The National Security Agency’s (NSA) Cybersecurity Collaboration Center (CCC) has been “game-changing” for the NSA in terms of gaining unique insights from partners on specific adversaries, according to Morgan Adamski, the chief of the CCC.
At Crowdstrike’s Gov Threat Summit on March 19 in Washington, D.C., Adamski shared how the CCC is working to operationalize cyber intelligence and insights with the private sector.
“We started with one partner about four years ago. As of today, we have over 1,000 different partners that we talk to 24/7 through 800 collaboration platforms at any given time,” Adamski said.
“It has been game-changing for us from an NSA perspective because great partners like those at CrowdStrike, who have unique insights and expertise on specific adversaries or technology, they can bring that to bear what we’re seeing from a classified perspective, and we create this comprehensive picture not only of the adversary, but also how do we protect and defend against those threats,” she added.
Last year alone, the CCC scaled its cybersecurity-as-a-service program to include small-to-medium businesses within the defense industrial base (DIB) – increasing enrollments in NSA’s no-cost cybersecurity services to Department of Defense contractors by 400 percent.
Within the CCC, NSA also established the Artificial Intelligence Security Center last year, which will promote the secure development, integration, and adoption of AI technologies within National Security Systems (NSS) and the DIB.
Adamski said she defines success within the CCC if the NSA has intelligence inside the classified level of a specific nation-state adversary with malicious cyber intent, and it is then “able to sanitize that information” – or bring it down to a lower classification level.
“That used to be around weeks and months that we would try to figure out how to do that. We’ve now gotten into a process – even as it relates to say PRC [People’s Republic of China] targeting critical infrastructure – we’ve been able to do that now within hours,” she said. “And because of the collaborative platform that we built in an unclassified environment with partners, we’ve been able to get it into the hands of people that can do something about it.”
The solution, she said, is not the NSA or FBI “knocking on 1,000 doors,” but instead it’s leveraging the insights, capabilities, and perspectives of the CCC’s private sector partners.
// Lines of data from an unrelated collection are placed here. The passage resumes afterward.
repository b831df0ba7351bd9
use chrono::{DateTime, Utc};
use cue_db::models::UserStats;
use cue_srs::{Level, level_for_xp};
use serde::Serialize;

/// Gamification counters shown on the dashboard
#[derive(Debug, Serialize)]
pub struct StatsResponse {
    pub xp: i32,
    pub streak: i32,
    pub last_study_date: Option<DateTime<Utc>>,
    pub level: Level,
}

impl From<UserStats> for StatsResponse {
    fn from(stats: UserStats) -> Self {
        Self {
            level: level_for_xp(stats.xp),
            xp: stats.xp,
            streak: stats.streak,
            last_study_date: stats.last_study_date,
        }
    }
}
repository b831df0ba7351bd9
pub mod cors;
pub mod request_id;
pub mod security_headers;
use sqlx::{Executor, Postgres};
use uuid::Uuid;

use crate::models::{Deck, DeckOverview};

pub async fn create_deck<'e, E>(
    executor: E,
    user_id: Uuid,
    title: &str,
    description: Option<&str>,
    summary: Option<&str>,
    mind_map: Option<&serde_json::Value>,
) -> Result<Deck, sqlx::Error>
where
    E: Executor<'e, Database = Postgres>,
{
    sqlx::query_as(
        // language=PostgreSQL
        r#"
            INSERT INTO decks (user_id, title, description, summary, mind_map)
            VALUES ($1, $2, $3, $4, $5)
            RETURNING id, user_id, title, description, summary, mind_map, created_at
        "#,
    )
    .bind(user_id)
    .bind(title)
    .bind(description)
    .bind(summary)
    .bind(mind_map)
    .fetch_one(executor)
    .await
}

/// List a user's decks, newest first, with due and total card counts.
pub async fn list_decks<'e, E>(executor: E, user_id: Uuid) -> Result<Vec<DeckOverview>, sqlx::Error>
where
    E: Executor<'e, Database = Postgres>,
{
    sqlx::query_as(
        // language=PostgreSQL
        r#"
            SELECT
                d.id,
                d.title,
                d.description,
                d.summary,
                d.created_at,
                COUNT(c.id) FILTER (
                    WHERE c.next_review_date IS NULL OR c.next_review_date <= NOW()
                ) AS due_cards,
                COUNT(c.id) AS total_cards
            FROM decks d
            LEFT JOIN cards c ON c.deck_id = d.id
            WHERE d.user_id = $1
            GROUP BY d.id
            ORDER BY d.created_at DESC
        "#,
    )
    .bind(user_id)
    .fetch_all(executor)
    .await
}

/// Fetch a deck only if it belongs to `user_id`.
pub async fn find_owned_deck<'e, E>(
    executor: E,
    deck_id: Uuid,
    user_id: Uuid,
) -> Result<Option<Deck>, sqlx::Error>
where
    E: Executor<'e, Database = Postgres>,
{
    sqlx::query_as(
        // language=PostgreSQL
        r#"
            SELECT id, user_id, title, description, summary, mind_map, created_at
            FROM decks
            WHERE id = $1 AND user_id = $2
        "#,
    )
    .bind(deck_id)
    .bind(user_id)
    .fetch_optional(executor)
    .await
}

/// Delete a deck (and its cards) if it belongs to `user_id`. Returns whether a row was removed.
pub async fn delete_owned_deck<'e, E>(
    executor: E,
    deck_id: Uuid,
    user_id: Uuid,
) -> Result<bool, sqlx::Error>
where
    E: Executor<'e, Database = Postgres>,
{
    let result = sqlx::query(
        // language=PostgreSQL
        r#"
            DELETE FROM decks
            WHERE id = $1 AND user_id = $2
        "#,
    )
    .bind(deck_id)
    .bind(user_id)
    .execute(executor)
    .await?;
    Ok(result.rows_affected() > 0)
}
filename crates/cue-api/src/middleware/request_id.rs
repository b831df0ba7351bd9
//! Request ID middleware.
//!
//! Every request runs inside a span carrying its id, so log lines emitted by
//! handlers and by the review pipeline can be tied back to one call.

use axum::{extract::Request, http::HeaderValue, middleware::Next, response::Response};
use tracing::Instrument;
use uuid::Uuid;

/// Header name for the request ID (lower case, as required by `HeaderName::from_static`)
pub const REQUEST_ID_HEADER: &str = "x-request-id";

/// Longest client supplied id we keep; anything longer is replaced
const MAX_CLIENT_ID_LEN: usize = 128;

/// Keep the client's `X-Request-ID` if it is sane, otherwise mint a UUID.
pub async fn request_id_middleware(mut req: Request, next: Next) -> Response {
    let request_id = req
        .headers()
        .get(REQUEST_ID_HEADER)
        .and_then(|v| v.to_str().ok())
        .filter(|v| !v.is_empty() && v.len() <= MAX_CLIENT_ID_LEN)
        .map(String::from)
        .unwrap_or_else(|| Uuid::new_v4().to_string());

    req.extensions_mut().insert(RequestId(request_id.clone()));

    let span = tracing::info_span!(
        "request",
        request_id = %request_id,
        method = %req.method(),
        uri = %req.uri(),
    );

    let mut response = next.run(req).instrument(span).await;

    if let Ok(value) = HeaderValue::from_str(&request_id) {
        response.headers_mut().insert(REQUEST_ID_HEADER, value);
    }

    response
}

/// Request ID wrapper for extraction in handlers
#[derive(Clone, Debug)]
pub struct RequestId(pub String);

impl RequestId {
    pub fn as_str(&self) -> &str {
        &self.0
    }
}

impl std::fmt::Display for RequestId {
    fn fmt(&self, f: &mut std::fmt::Formatter<'_>) -> std::fmt::Result {
        f.write_str(&self.0)
    }
}
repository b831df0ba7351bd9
//! Resolving the acting user.
//!
//! Tokens are issued elsewhere (the identity provider in front of the API);
//! this module only verifies them and exposes the caller as [`AuthUser`].

pub mod jwt;
pub mod middleware;

pub use middleware::AuthUser;
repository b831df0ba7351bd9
use validator::ValidationError;

/// Reject strings that are empty once surrounding whitespace is removed.
///
/// # Examples
/// ```
/// use cue_api::validation::not_blank;
///
/// assert!(not_blank("What is SM-2?").is_ok());
/// assert!(not_blank("  \n").is_err());
/// ```
pub fn not_blank(value: &str) -> Result<(), ValidationError> {
    if value.trim().is_empty() {
        let mut error = ValidationError::new("blank");
        error.message = Some("must not be blank".into());
        return Err(error);
    }
    Ok(())
}
use axum::{
    extract::{FromRef, FromRequestParts},
    http::request::Parts,
};
use axum_extra::{
    TypedHeader,
    headers::{Authorization, authorization::Bearer},
};
use uuid::Uuid;

use super::jwt::verify_jwt_token;
use crate::{error::ApiError, state::AuthConfig};

/// Authenticated user extractor
///
/// Reads `Authorization: Bearer <jwt>`, verifies it and exposes the caller.
/// Every deck, card and study route takes one of these; a missing or invalid
/// token short-circuits with 401.
#[derive(Debug, Clone)]
pub struct AuthUser {
    pub user_id: Uuid,
    pub email: String,
    pub name: Option<String>,
}

impl<S> FromRequestParts<S> for AuthUser
where
    AuthConfig: FromRef<S>,
    S: Send + Sync,
{
    type Rejection = ApiError;

    async fn from_request_parts(parts: &mut Parts, state: &S) -> Result<Self, Self::Rejection> {
        let auth_config = AuthConfig::from_ref(state);

        let TypedHeader(Authorization(bearer)) =
            TypedHeader::<Authorization<Bearer>>::from_request_parts(parts, state)
                .await
                .map_err(|_| ApiError::Auth("Not authenticated".to_string()))?;

        let claims = verify_jwt_token(bearer.token(), &auth_config.jwt_secret)?;

        let user_id = Uuid::parse_str(&claims.sub)
            .map_err(|_| ApiError::Auth("Invalid user ID in token".to_string()))?;

        Ok(Self {
            user_id,
            email: claims.email,
            name: claims.name,
        })
    }
}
“We have a ton of success where we’ve been able to get that information out to the right people to do things but also, quite honestly, what I see as success is when our industry partners come to us and say, ‘That information – not exactly what I need. Not helpful. This is the type of data that I need. Also, can you help me better understand some of the technical attributes behind this capability or this malware so that I can actually build a defensive signature to deploy to my platform,’” she explained.
“That real-time feedback is making us better as a nation, it’s making a better use of the intelligence community, as well as the Federal government because it ensures that if we’re going to give you information, you can actually use it,” she concluded.